=== Task brief ===
Which lines in the records below contain the word "EventPublisher"? Copy each one out.

=== Material to process ===
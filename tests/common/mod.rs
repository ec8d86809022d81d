#![allow(dead_code)]

use std::path::PathBuf;
use std::time::{Duration, SystemTime};

use roomwatch::ingest::{SyntheticConfig, SyntheticSource};
use roomwatch::{
    ChangeReport, EventPublisher, Frame, MotionDetector, PublishError, SnapshotError,
    SnapshotStore,
};

/// Detector that reports motion on every frame, or on none.
pub struct FixedDetector {
    pub motion: bool,
}

impl MotionDetector for FixedDetector {
    fn name(&self) -> &'static str {
        "fixed"
    }

    fn observe(&mut self, _frame: &Frame) -> ChangeReport {
        if self.motion {
            ChangeReport::from_area(60_000.0, 1, 50_000.0)
        } else {
            ChangeReport::baseline()
        }
    }

    fn reset(&mut self) {}
}

#[derive(Default)]
pub struct RecordingStore {
    pub fail: bool,
    pub attempts: Vec<SystemTime>,
}

impl SnapshotStore for RecordingStore {
    fn persist_snapshot(&mut self, frame: &Frame, at: SystemTime) -> Result<PathBuf, SnapshotError> {
        self.attempts.push(at);
        if self.fail {
            return Err(SnapshotError::Unavailable("read-only filesystem".into()));
        }
        Ok(PathBuf::from(format!("frame_{}.jpg", frame.sequence)))
    }
}

#[derive(Default)]
pub struct RecordingPublisher {
    pub fail: bool,
    pub attempts: Vec<(String, String, SystemTime)>,
}

impl EventPublisher for RecordingPublisher {
    fn publish_event(
        &mut self,
        topic: &str,
        payload: &str,
        at: SystemTime,
    ) -> Result<(), PublishError> {
        self.attempts.push((topic.to_string(), payload.to_string(), at));
        if self.fail {
            return Err(PublishError::Disconnected);
        }
        Ok(())
    }
}

/// Static scene with no noise; frame content is irrelevant to `FixedDetector`.
pub fn flat_source(frame_limit: Option<u64>) -> SyntheticSource {
    SyntheticSource::new(SyntheticConfig {
        url: "stub://flat".into(),
        width: 16,
        height: 12,
        period: 0,
        noise: 0,
        frame_limit,
        ..SyntheticConfig::default()
    })
}

pub fn secs(t: u64) -> SystemTime {
    SystemTime::UNIX_EPOCH + Duration::from_secs(t)
}
//! External contour extraction.
//!
//! Changed pixels are grouped into 8-connected regions. Each region's outer
//! boundary is traced with Moore-neighbour tracing and its enclosed area is
//! the shoelace area of the boundary polygon through pixel centres. Holes
//! inside a region do not reduce its area.

use std::collections::VecDeque;

use super::mask::BinaryMask;

/// Clockwise neighbourhood (y grows downward), starting west.
const NEIGHBOURS: [(i64, i64); 8] = [
    (-1, 0),
    (-1, -1),
    (0, -1),
    (1, -1),
    (1, 0),
    (1, 1),
    (0, 1),
    (-1, 1),
];

/// Outer boundary of one connected changed region.
#[derive(Clone, Debug)]
pub struct Contour {
    points: Vec<(i64, i64)>,
    pixel_count: usize,
}

impl Contour {
    /// Boundary pixels in tracing order (start pixel not repeated).
    pub fn points(&self) -> &[(i64, i64)] {
        &self.points
    }

    /// Number of changed pixels in the region.
    pub fn pixel_count(&self) -> usize {
        self.pixel_count
    }

    /// Area enclosed by the boundary polygon.
    pub fn area(&self) -> f64 {
        let n = self.points.len();
        if n < 3 {
            return 0.0;
        }
        let twice: i64 = (0..n)
            .map(|i| {
                let (x0, y0) = self.points[i];
                let (x1, y1) = self.points[(i + 1) % n];
                x0 * y1 - x1 * y0
            })
            .sum();
        twice.abs() as f64 / 2.0
    }
}

/// Find the external contour of every 8-connected region in `mask`.
pub fn external_contours(mask: &BinaryMask) -> Vec<Contour> {
    let width = mask.width() as usize;
    let height = mask.height() as usize;
    let mut visited = vec![false; width * height];
    let mut contours = Vec::new();

    for y in 0..height {
        for x in 0..width {
            let idx = y * width + x;
            if visited[idx] || !mask.get(x as u32, y as u32) {
                continue;
            }
            // Raster order guarantees this is the top-left pixel of its region.
            let pixel_count = flood_region(mask, &mut visited, x, y);
            let points = trace_boundary(mask, (x as i64, y as i64), pixel_count);
            contours.push(Contour {
                points,
                pixel_count,
            });
        }
    }

    contours
}

/// Largest contour area in `mask`, 0 when nothing changed.
pub fn max_contour_area(mask: &BinaryMask) -> (f64, usize) {
    let contours = external_contours(mask);
    let max = contours
        .iter()
        .map(Contour::area)
        .fold(0.0_f64, f64::max);
    (max, contours.len())
}

fn flood_region(mask: &BinaryMask, visited: &mut [bool], x: usize, y: usize) -> usize {
    let width = mask.width() as usize;
    let mut queue = VecDeque::new();
    visited[y * width + x] = true;
    queue.push_back((x as i64, y as i64));
    let mut count = 0;

    while let Some((cx, cy)) = queue.pop_front() {
        count += 1;
        for (dx, dy) in NEIGHBOURS {
            let (nx, ny) = (cx + dx, cy + dy);
            if !mask.get_signed(nx, ny) {
                continue;
            }
            let nidx = ny as usize * width + nx as usize;
            if !visited[nidx] {
                visited[nidx] = true;
                queue.push_back((nx, ny));
            }
        }
    }

    count
}

fn direction_index(dx: i64, dy: i64) -> usize {
    NEIGHBOURS
        .iter()
        .position(|&d| d == (dx, dy))
        .unwrap_or(0)
}

fn trace_boundary(mask: &BinaryMask, start: (i64, i64), pixel_count: usize) -> Vec<(i64, i64)> {
    let mut points = vec![start];
    let mut current = start;
    // The west neighbour of the top-left pixel is always background.
    let mut backtrack = 0usize;
    let mut first_step: Option<(i64, i64)> = None;
    let limit = 4 * pixel_count + 8;

    for _ in 0..limit {
        let mut next = None;
        for i in 1..=8 {
            let d = (backtrack + i) % 8;
            let candidate = (current.0 + NEIGHBOURS[d].0, current.1 + NEIGHBOURS[d].1);
            if mask.get_signed(candidate.0, candidate.1) {
                let prev = (backtrack + i - 1) % 8;
                let background = (current.0 + NEIGHBOURS[prev].0, current.1 + NEIGHBOURS[prev].1);
                next = Some((candidate, background));
                break;
            }
        }

        // No neighbour at all: isolated pixel.
        let Some((candidate, background)) = next else {
            break;
        };

        if current == start {
            match first_step {
                Some(step) if step == candidate => break,
                Some(_) => {}
                None => first_step = Some(candidate),
            }
        }

        backtrack = direction_index(background.0 - candidate.0, background.1 - candidate.1);
        current = candidate;
        points.push(current);
    }

    if points.len() > 1 && points.last() == Some(&start) {
        points.pop();
    }
    points
}

#[cfg(test)]
mod tests {
    use super::*;

    #[test]
    fn empty_mask_has_no_contours() {
        let mask = BinaryMask::new(8, 8);
        assert!(external_contours(&mask).is_empty());
        assert_eq!(max_contour_area(&mask), (0.0, 0));
    }

    #[test]
    fn filled_rectangle_area_follows_pixel_centres() {
        let mut mask = BinaryMask::new(20, 20);
        mask.fill_rect(3, 4, 14, 15); // 11x11 pixels

        let contours = external_contours(&mask);
        assert_eq!(contours.len(), 1);
        assert_eq!(contours[0].pixel_count(), 121);
        assert_eq!(contours[0].area(), 100.0);
        assert_eq!(contours[0].points().len(), 40);
    }

    #[test]
    fn isolated_pixel_and_line_have_zero_area() {
        let mut mask = BinaryMask::new(10, 10);
        mask.set(1, 1, true);
        mask.fill_rect(4, 5, 9, 6);

        let contours = external_contours(&mask);
        assert_eq!(contours.len(), 2);
        assert!(contours.iter().all(|c| c.area() == 0.0));
    }

    #[test]
    fn holes_do_not_reduce_area() {
        let mut mask = BinaryMask::new(12, 12);
        mask.fill_rect(1, 1, 11, 11);
        for y in 4..8 {
            for x in 4..8 {
                mask.set(x, y, false);
            }
        }

        let (area, regions) = max_contour_area(&mask);
        assert_eq!(regions, 1);
        assert_eq!(area, 81.0);
    }

    #[test]
    fn diagonal_neighbours_form_one_region() {
        let mut mask = BinaryMask::new(6, 6);
        mask.set(1, 1, true);
        mask.set(2, 2, true);
        mask.set(3, 3, true);

        assert_eq!(external_contours(&mask).len(), 1);
    }

    #[test]
    fn max_area_picks_largest_region() {
        let mut mask = BinaryMask::new(40, 20);
        mask.fill_rect(1, 1, 6, 6); // 5x5 -> 16
        mask.fill_rect(10, 2, 31, 13); // 21x11 -> 200

        let (area, regions) = max_contour_area(&mask);
        assert_eq!(regions, 2);
        assert_eq!(area, 200.0);
    }

    #[test]
    fn concave_region_is_traced_around() {
        // U shape: two columns joined at the bottom.
        let mut mask = BinaryMask::new(10, 10);
        mask.fill_rect(1, 1, 3, 8);
        mask.fill_rect(6, 1, 8, 8);
        mask.fill_rect(1, 6, 8, 8);

        let contours = external_contours(&mask);
        assert_eq!(contours.len(), 1);
        let hull_area = 6.0 * 6.0;
        assert!(contours[0].area() > 0.0);
        assert!(contours[0].area() < hull_area);
    }
}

=== Solution below ===
    ChangeReport, EventPublisher, Frame, MotionDetector, PublishError, SnapshotError,
impl EventPublisher for RecordingPublisher {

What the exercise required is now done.